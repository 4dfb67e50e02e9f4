//! Renderer crate for nebula, an animated shader hero background.
//!
//! The pieces fit together like this:
//!
//! ```text
//!   host frame callback ──▶ FrameScheduler::on_frame
//!                                 │ snapshot()
//!                                 ├──────────────▶ PointerTracker ◀── pointer events
//!                                 │ draw_frame()
//!                                 ▼
//!                           RenderSurface ──▶ GraphicsContext (wgpu) ──▶ swapchain
//! ```
//!
//! [`ShaderBackground`] owns all three and their mount/unmount lifecycle.
//! [`Renderer`] runs it inside a winit window. Fragment shaders are written
//! against a WebGL2-style uniform contract (`resolution`, `time`, `move`,
//! `touch`, `pointerCount`, `pointers`) and wrapped at runtime so naga can
//! compile them as Vulkan GLSL.

mod compile;
mod gpu;
mod hero;
mod pointer;
mod runtime;
mod surface;
#[cfg(test)]
mod testing;
mod types;
mod window;

use anyhow::Result;

pub use compile::{
    validate_fragment, DEFAULT_FRAGMENT_SHADER, FALLBACK_FRAGMENT_SHADER, VERTEX_SHADER,
};
pub use gpu::{FrameUniforms, ShaderProgram, WgpuContext, MAX_POINTERS};
pub use hero::{
    ActionCallback, BackgroundOptions, CallToAction, Headline, HeroContent, HeroOverlay,
    ShaderBackground, Stat,
};
pub use pointer::{PointerId, PointerSnapshot, PointerTracker};
pub use runtime::{FrameHost, FrameRequest, FrameScheduler, SystemTimeSource, TimeSource};
pub use surface::{DrawOutcome, DrawableSurface, GraphicsContext, RenderSurface, SurfaceState};
pub use types::{
    GpuPowerPreference, RenderError, RendererConfig, ScalePolicy, ShaderDiagnostic, ShaderStage,
};
pub use window::WindowSurface;

/// Entry point that opens a window and animates the hero inside it.
pub struct Renderer {
    config: RendererConfig,
}

impl Renderer {
    pub fn new(config: RendererConfig) -> Self {
        Self { config }
    }

    /// Blocks until the window is closed.
    pub fn run(self) -> Result<()> {
        window::run(self.config)
    }
}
········
WHAT TO WORK ON >> Transcribe the listing shown above in full and without change.

TASK RESULT >>
repository 4dfb67e50e02e9f4
//! Renderer crate for nebula, an animated shader hero background.
//!
//! The pieces fit together like this:
//!
//! ```text
//!   host frame callback ──▶ FrameScheduler::on_frame
//!                                 │ snapshot()
//!                                 ├──────────────▶ PointerTracker ◀── pointer events
//!                                 │ draw_frame()
//!                                 ▼
//!                           RenderSurface ──▶ GraphicsContext (wgpu) ──▶ swapchain
//! ```
//!
//! [`ShaderBackground`] owns all three and their mount/unmount lifecycle.
//! [`Renderer`] runs it inside a winit window. Fragment shaders are written
//! against a WebGL2-style uniform contract (`resolution`, `time`, `move`,
//! `touch`, `pointerCount`, `pointers`) and wrapped at runtime so naga can
//! compile them as Vulkan GLSL.

mod compile;
mod gpu;
mod hero;
mod pointer;
mod runtime;
mod surface;
#[cfg(test)]
mod testing;
mod types;
mod window;

use anyhow::Result;

pub use compile::{
    validate_fragment, DEFAULT_FRAGMENT_SHADER, FALLBACK_FRAGMENT_SHADER, VERTEX_SHADER,
};
pub use gpu::{FrameUniforms, ShaderProgram, WgpuContext, MAX_POINTERS};
pub use hero::{
    ActionCallback, BackgroundOptions, CallToAction, Headline, HeroContent, HeroOverlay,
    ShaderBackground, Stat,
};
pub use pointer::{PointerId, PointerSnapshot, PointerTracker};
pub use runtime::{FrameHost, FrameRequest, FrameScheduler, SystemTimeSource, TimeSource};
pub use surface::{DrawOutcome, DrawableSurface, GraphicsContext, RenderSurface, SurfaceState};
pub use types::{
    GpuPowerPreference, RenderError, RendererConfig, ScalePolicy, ShaderDiagnostic, ShaderStage,
};
pub use window::WindowSurface;

/// Entry point that opens a window and animates the hero inside it.
pub struct Renderer {
    config: RendererConfig,
}

impl Renderer {
    pub fn new(config: RendererConfig) -> Self {
        Self { config }
    }

    /// Blocks until the window is closed.
    pub fn run(self) -> Result<()> {
        window::run(self.config)
    }
}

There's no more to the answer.